> **Work item**
Look through the entries for the string "PendingFetch", and copy each line that holds it.

····················

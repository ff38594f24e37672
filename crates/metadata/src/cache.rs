use std::collections::BTreeMap;
use std::future::Future;
use std::sync::{Arc, Weak};

use foundation::ids::EntityKey;
use futures_util::FutureExt;
use futures_util::future::{BoxFuture, Shared};
use parking_lot::Mutex;
use tracing::{debug, trace, warn};

use crate::descriptor::Descriptor;
use crate::error::FetchError;
use crate::provider::DataProvider;

pub type FetchOutcome = Result<Arc<Descriptor>, FetchError>;

type SharedFetch = Shared<BoxFuture<'static, FetchOutcome>>;

/// Identifies one fetch operation; a retried key gets a fresh id.
#[derive(Debug, Copy, Clone, PartialEq, Eq, PartialOrd, Ord, Hash)]
pub struct FetchId(pub u64);

#[derive(Debug, Copy, Clone, PartialEq, Eq)]
pub enum EntryStatus {
    Pending,
    Resolved,
    Failed,
}

#[derive(Debug, Copy, Clone, Default, PartialEq, Eq)]
pub struct CacheStats {
    /// `get` calls answered from a resolved entry.
    pub hits: u64,
    /// `get` calls that had to start a fetch.
    pub misses: u64,
    /// `get` calls that attached to an outstanding fetch.
    pub coalesced: u64,
    pub fetches_started: u64,
    pub failures: u64,
}

/// Handle to an outstanding fetch. Every handle for the same operation
/// completes with the same outcome.
#[derive(Clone)]
pub struct PendingFetch {
    key: EntityKey,
    id: FetchId,
    shared: SharedFetch,
}

impl PendingFetch {
    pub fn key(&self) -> &EntityKey {
        &self.key
    }

    pub fn id(&self) -> FetchId {
        self.id
    }

    pub fn outcome(self) -> impl Future<Output = FetchOutcome> + Send + 'static {
        self.shared
    }
}

impl std::fmt::Debug for PendingFetch {
    fn fmt(&self, f: &mut std::fmt::Formatter<'_>) -> std::fmt::Result {
        f.debug_struct("PendingFetch")
            .field("key", &self.key)
            .field("id", &self.id)
            .finish()
    }
}

#[derive(Debug)]
pub enum Lookup {
    Resolved(Arc<Descriptor>),
    Pending(PendingFetch),
}

enum Slot {
    Pending { id: FetchId, shared: SharedFetch },
    Resolved(Arc<Descriptor>),
    Failed { id: FetchId, error: FetchError },
}

impl Slot {
    fn status(&self) -> EntryStatus {
        match self {
            Slot::Pending { .. } => EntryStatus::Pending,
            Slot::Resolved(_) => EntryStatus::Resolved,
            Slot::Failed { .. } => EntryStatus::Failed,
        }
    }
}

#[derive(Default)]
struct Table {
    entries: BTreeMap<EntityKey, Slot>,
    next_fetch: u64,
    stats: CacheStats,
}

impl Table {
    /// Records the outcome of fetch `id`, unless the key was invalidated or
    /// refetched in the meantime.
    fn settle(&mut self, key: &EntityKey, id: FetchId, outcome: &FetchOutcome) {
        let Some(slot) = self.entries.get_mut(key) else {
            trace!(%key, fetch = id.0, "fetch settled after invalidation");
            return;
        };
        if !matches!(slot, Slot::Pending { id: current, .. } if *current == id) {
            trace!(%key, fetch = id.0, "fetch settled for a superseded operation");
            return;
        }
        *slot = match outcome {
            Ok(descriptor) => Slot::Resolved(Arc::clone(descriptor)),
            Err(error) => {
                self.stats.failures += 1;
                warn!(%key, %error, "metadata fetch failed");
                Slot::Failed {
                    id,
                    error: error.clone(),
                }
            }
        };
    }
}

/// Session-lifetime memo of entity descriptors with single-flight fetching.
///
/// - One entry per key: `Pending`, `Resolved` or `Failed`.
/// - A `get` on a pending key attaches to the outstanding operation instead of
///   starting another one.
/// - `Failed` entries are not sticky: the next `get` retries from scratch.
/// - No expiry; entries live until [`MetadataCache::invalidate`].
///
/// `get` never awaits. The table lock is held only for lookups and
/// registration; [`DataProvider::fetch`] is called with the lock released,
/// so a provider may use the cache. The fetch itself is spawned onto the
/// ambient tokio runtime when there is one; without a runtime it runs when a
/// waiter first polls it.
///
/// Clones share the same table.
#[derive(Clone)]
pub struct MetadataCache {
    provider: Arc<dyn DataProvider>,
    table: Arc<Mutex<Table>>,
}

impl MetadataCache {
    pub fn new(provider: Arc<dyn DataProvider>) -> Self {
        Self {
            provider,
            table: Arc::new(Mutex::new(Table::default())),
        }
    }

    pub fn get(&self, key: &EntityKey) -> Lookup {
        let mut table = self.table.lock();

        match table.entries.get(key) {
            Some(Slot::Resolved(descriptor)) => {
                let descriptor = Arc::clone(descriptor);
                table.stats.hits += 1;
                return Lookup::Resolved(descriptor);
            }
            Some(Slot::Pending { id, shared }) => {
                let pending = PendingFetch {
                    key: key.clone(),
                    id: *id,
                    shared: shared.clone(),
                };
                table.stats.coalesced += 1;
                return Lookup::Pending(pending);
            }
            Some(Slot::Failed { id, .. }) => {
                debug!(%key, previous = id.0, "retrying failed fetch");
            }
            None => {}
        }

        let id = FetchId(table.next_fetch);
        table.next_fetch += 1;
        drop(table);

        // The provider runs outside the lock so it may call back into the cache.
        let shared = self.start_fetch(key.clone(), id);

        let mut table = self.table.lock();
        // Another caller may have registered the key while the lock was
        // released; its entry wins and ours is dropped unpolled.
        match table.entries.get(key) {
            Some(Slot::Pending { id, shared }) => {
                let pending = PendingFetch {
                    key: key.clone(),
                    id: *id,
                    shared: shared.clone(),
                };
                table.stats.coalesced += 1;
                return Lookup::Pending(pending);
            }
            Some(Slot::Resolved(descriptor)) => {
                let descriptor = Arc::clone(descriptor);
                table.stats.hits += 1;
                return Lookup::Resolved(descriptor);
            }
            Some(Slot::Failed { .. }) | None => {}
        }
        table.stats.misses += 1;
        table.stats.fetches_started += 1;
        table.entries.insert(
            key.clone(),
            Slot::Pending {
                id,
                shared: shared.clone(),
            },
        );
        drop(table);

        if let Ok(handle) = tokio::runtime::Handle::try_current() {
            let _ = handle.spawn(shared.clone());
        }

        debug!(%key, fetch = id.0, "metadata fetch started");
        Lookup::Pending(PendingFetch {
            key: key.clone(),
            id,
            shared,
        })
    }

    fn start_fetch(&self, key: EntityKey, id: FetchId) -> SharedFetch {
        let request = self.provider.fetch(key.clone());
        let table: Weak<Mutex<Table>> = Arc::downgrade(&self.table);
        async move {
            let outcome = request.await.map(Arc::new);
            if let Some(table) = table.upgrade() {
                table.lock().settle(&key, id, &outcome);
            }
            outcome
        }
        .boxed()
        .shared()
    }

    /// Returns the resolved descriptor for `key` without starting a fetch.
    pub fn peek(&self, key: &EntityKey) -> Option<Arc<Descriptor>> {
        match self.table.lock().entries.get(key) {
            Some(Slot::Resolved(descriptor)) => Some(Arc::clone(descriptor)),
            _ => None,
        }
    }

    pub fn status(&self, key: &EntityKey) -> Option<EntryStatus> {
        self.table.lock().entries.get(key).map(Slot::status)
    }

    /// The error recorded by the last failed fetch of `key`, if that is the
    /// entry's current state.
    pub fn last_error(&self, key: &EntityKey) -> Option<FetchError> {
        match self.table.lock().entries.get(key) {
            Some(Slot::Failed { error, .. }) => Some(error.clone()),
            _ => None,
        }
    }

    /// Drops any resolved, failed or in-flight state for `key`.
    ///
    /// An in-flight fetch keeps running for its existing waiters, but its
    /// outcome is no longer recorded.
    pub fn invalidate(&self, key: &EntityKey) -> bool {
        let removed = self.table.lock().entries.remove(key).is_some();
        if removed {
            debug!(%key, "cache entry invalidated");
        }
        removed
    }

    pub fn len(&self) -> usize {
        self.table.lock().entries.len()
    }

    pub fn is_empty(&self) -> bool {
        self.table.lock().entries.is_empty()
    }

    pub fn stats(&self) -> CacheStats {
        self.table.lock().stats
    }
}

impl std::fmt::Debug for MetadataCache {
    fn fmt(&self, f: &mut std::fmt::Formatter<'_>) -> std::fmt::Result {
        let table = self.table.lock();
        f.debug_struct("MetadataCache")
            .field("entries", &table.entries.len())
            .field("stats", &table.stats)
            .finish()
    }
}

····················

> **Problem solution**
pub struct PendingFetch {
impl PendingFetch {
impl std::fmt::Debug for PendingFetch {
        f.debug_struct("PendingFetch")
    Pending(PendingFetch),
                let pending = PendingFetch {
                let pending = PendingFetch {
        Lookup::Pending(PendingFetch {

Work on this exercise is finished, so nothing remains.